YOUR GOAL:
With the line containing "use std::sync::Arc;" as the start and the line containing "Ok(Self::with_engine(config, engine))" as the end, transcribe that span of the entries below exactly, including both.
** INFORMATION SHOWN follows **
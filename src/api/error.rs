use axum::{http::StatusCode, Json};
use serde::Serialize;
use tracing::error;
use utoipa::ToSchema;

use crate::services::QueryError;

#[derive(Debug, Serialize, ToSchema)]
pub struct ErrorResponse {
    pub error: String,
}

pub type ApiError = (StatusCode, Json<ErrorResponse>);

/// 404 with a message naming what was missing
pub fn not_found(what: &str, id: &str) -> ApiError {
    (
        StatusCode::NOT_FOUND,
        Json(ErrorResponse {
            error: format!("{} not found: {}", what, id),
        }),
    )
}

/// The static schedule could not be loaded
pub fn unavailable(err: QueryError) -> ApiError {
    error!(error = %err, "Schedule unavailable");
    let QueryError::ScheduleUnavailable { operation, .. } = err;
    (
        StatusCode::SERVICE_UNAVAILABLE,
        Json(ErrorResponse {
            error: format!("Schedule data unavailable ({})", operation),
        }),
    )
}

pub fn bad_request(message: impl Into<String>) -> ApiError {
    (
        StatusCode::BAD_REQUEST,
        Json(ErrorResponse {
            error: message.into(),
        }),
    )
}
pub mod error;
pub mod route_map;
pub mod routes;
pub mod status;
pub mod stops;
pub mod trips;

pub use error::{bad_request, not_found, unavailable, ApiError, ErrorResponse};

use axum::Router;
use utoipa::OpenApi;
use utoipa_axum::router::OpenApiRouter;
use utoipa_axum::routes;

use crate::services::TransitService;

#[derive(Clone)]
pub struct AppState {
    pub transit: TransitService,
}

#[derive(OpenApi)]
#[openapi(
    info(
        title = "Transit Live API",
        description = "Static GTFS schedule reconciled with GTFS-Realtime trip updates"
    ),
    tags(
        (name = "routes", description = "Routes and their shapes"),
        (name = "stops", description = "Stop search and departures"),
        (name = "trips", description = "Trip detail and live trips"),
        (name = "maps", description = "Route map payloads"),
        (name = "status", description = "Snapshot status")
    )
)]
pub struct ApiDoc;

/// All API routes with their OpenAPI description.
pub fn router(state: AppState) -> (Router, utoipa::openapi::OpenApi) {
    OpenApiRouter::with_openapi(ApiDoc::openapi())
        .routes(routes!(routes::list_routes))
        .routes(routes!(routes::get_route_shape))
        .routes(routes!(stops::search_stops))
        .routes(routes!(stops::get_stop_departures))
        .routes(routes!(trips::list_live_trips))
        .routes(routes!(trips::get_trip))
        .routes(routes!(route_map::resolve_route_map))
        .routes(routes!(status::get_status))
        .with_state(state)
        .split_for_parts()
}
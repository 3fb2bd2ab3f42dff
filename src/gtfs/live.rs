//! Live feed snapshot.
//!
//! Decoded GTFS-Realtime trip updates reduced to the fields the engine
//! reads. Trip ids here are short: each is a suffix of a static trip id.

use chrono::{DateTime, Utc};

/// Predicted arrival or departure at one stop.
#[derive(Debug, Clone, Default, PartialEq)]
pub struct StopTimeEvent {
    /// Absolute prediction, POSIX seconds.
    pub time: Option<i64>,
    /// Offset from the schedule in seconds (positive = late).
    pub delay: Option<i32>,
}

impl StopTimeEvent {
    /// Whether the event carries anything usable.
    pub fn is_populated(&self) -> bool {
        self.time.is_some() || self.delay.is_some()
    }
}

/// Realtime update for one stop of a trip.
///
/// Feeds populate `stop_id`, `stop_sequence`, or both.
#[derive(Debug, Clone, Default, PartialEq)]
pub struct StopTimeUpdate {
    pub stop_id: Option<String>,
    pub stop_sequence: Option<u32>,
    pub arrival: Option<StopTimeEvent>,
    pub departure: Option<StopTimeEvent>,
}

/// Realtime update for one trip.
#[derive(Debug, Clone, Default, PartialEq)]
pub struct TripUpdate {
    /// Short trip id as carried by the feed.
    pub trip_id: String,
    pub route_id: Option<String>,
    /// Trip-level delay in seconds.
    pub delay: Option<i32>,
    pub stop_time_updates: Vec<StopTimeUpdate>,
}

/// Immutable live feed snapshot.
#[derive(Debug, Clone)]
pub struct LiveFeed {
    pub trip_updates: Vec<TripUpdate>,
    /// When this snapshot was fetched (or degraded to empty).
    pub fetched_at: DateTime<Utc>,
    /// Feed header timestamp of the newest feed, if any.
    pub feed_timestamp: Option<DateTime<Utc>>,
}

impl LiveFeed {
    /// The snapshot served when no feed could be fetched.
    pub fn empty(now: DateTime<Utc>) -> Self {
        Self {
            trip_updates: Vec::new(),
            fetched_at: now,
            feed_timestamp: None,
        }
    }

    pub fn fetched_at_millis(&self) -> i64 {
        self.fetched_at.timestamp_millis()
    }
}
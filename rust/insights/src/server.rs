use crate::{
    config::AppConfig,
    error::Result,
    models::{EventListRequest, EventPage, InsightQuery, Series},
    query::{InsightsEngine, TranslateResponse},
    state::AppState,
};
use axum::{
    extract::State,
    http::StatusCode,
    routing::{get, post},
    Json, Router,
};
use serde_json::json;
use std::sync::Arc;
use tokio::net::TcpListener;
use tower_http::{timeout::TimeoutLayer, trace::TraceLayer};
use tracing::info;

pub struct Server {
    config: Arc<AppConfig>,
    state: AppState,
}

impl Server {
    pub async fn new(config: AppConfig) -> anyhow::Result<Self> {
        let config = Arc::new(config);
        let engine = InsightsEngine::from_config(Arc::clone(&config))?;
        Ok(Self::with_engine(config, engine))
    }

    /// Serves an engine that was assembled by the caller.
    pub fn with_engine(config: Arc<AppConfig>, engine: InsightsEngine) -> Self {
        let state = AppState::new(engine);
        Self { config, state }
    }

    pub fn router(&self) -> Router {
        Router::new()
            .route("/healthz", get(Self::health))
            .route("/api/insights/query", post(Self::query))
            .route("/api/insights/translate", post(Self::translate))
            .route("/api/insights/events", post(Self::events))
            .with_state(self.state.clone())
            .layer(TimeoutLayer::with_status_code(
                StatusCode::REQUEST_TIMEOUT,
                self.config.request_timeout,
            ))
            .layer(TraceLayer::new_for_http())
    }

    pub async fn run(self) -> anyhow::Result<()> {
        let addr = self.config.listen_addr;
        let listener = TcpListener::bind(addr).await?;
        info!(%addr, "insights listening");
        axum::serve(listener, self.router()).await?;
        Ok(())
    }

    async fn health() -> Json<serde_json::Value> {
        Json(json!({ "status": "ok" }))
    }

    async fn query(
        State(state): State<AppState>,
        Json(request): Json<InsightQuery>,
    ) -> Result<Json<Vec<Series>>> {
        let series = state.engine.query(request).await?;
        Ok(Json(series))
    }

    async fn translate(
        State(state): State<AppState>,
        Json(request): Json<InsightQuery>,
    ) -> Result<Json<TranslateResponse>> {
        let response = state.engine.translate(request).await?;
        Ok(Json(response))
    }

    async fn events(
        State(state): State<AppState>,
        Json(request): Json<EventListRequest>,
    ) -> Result<Json<EventPage>> {
        let page = state.engine.list_events(request).await?;
        Ok(Json(page))
    }
}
** End of INFORMATION SHOWN **
WRITTEN SOLUTION:
use std::sync::Arc;
use tokio::net::TcpListener;
use tower_http::{timeout::TimeoutLayer, trace::TraceLayer};
use tracing::info;

pub struct Server {
    config: Arc<AppConfig>,
    state: AppState,
}

impl Server {
    pub async fn new(config: AppConfig) -> anyhow::Result<Self> {
        let config = Arc::new(config);
        let engine = InsightsEngine::from_config(Arc::clone(&config))?;
        Ok(Self::with_engine(config, engine))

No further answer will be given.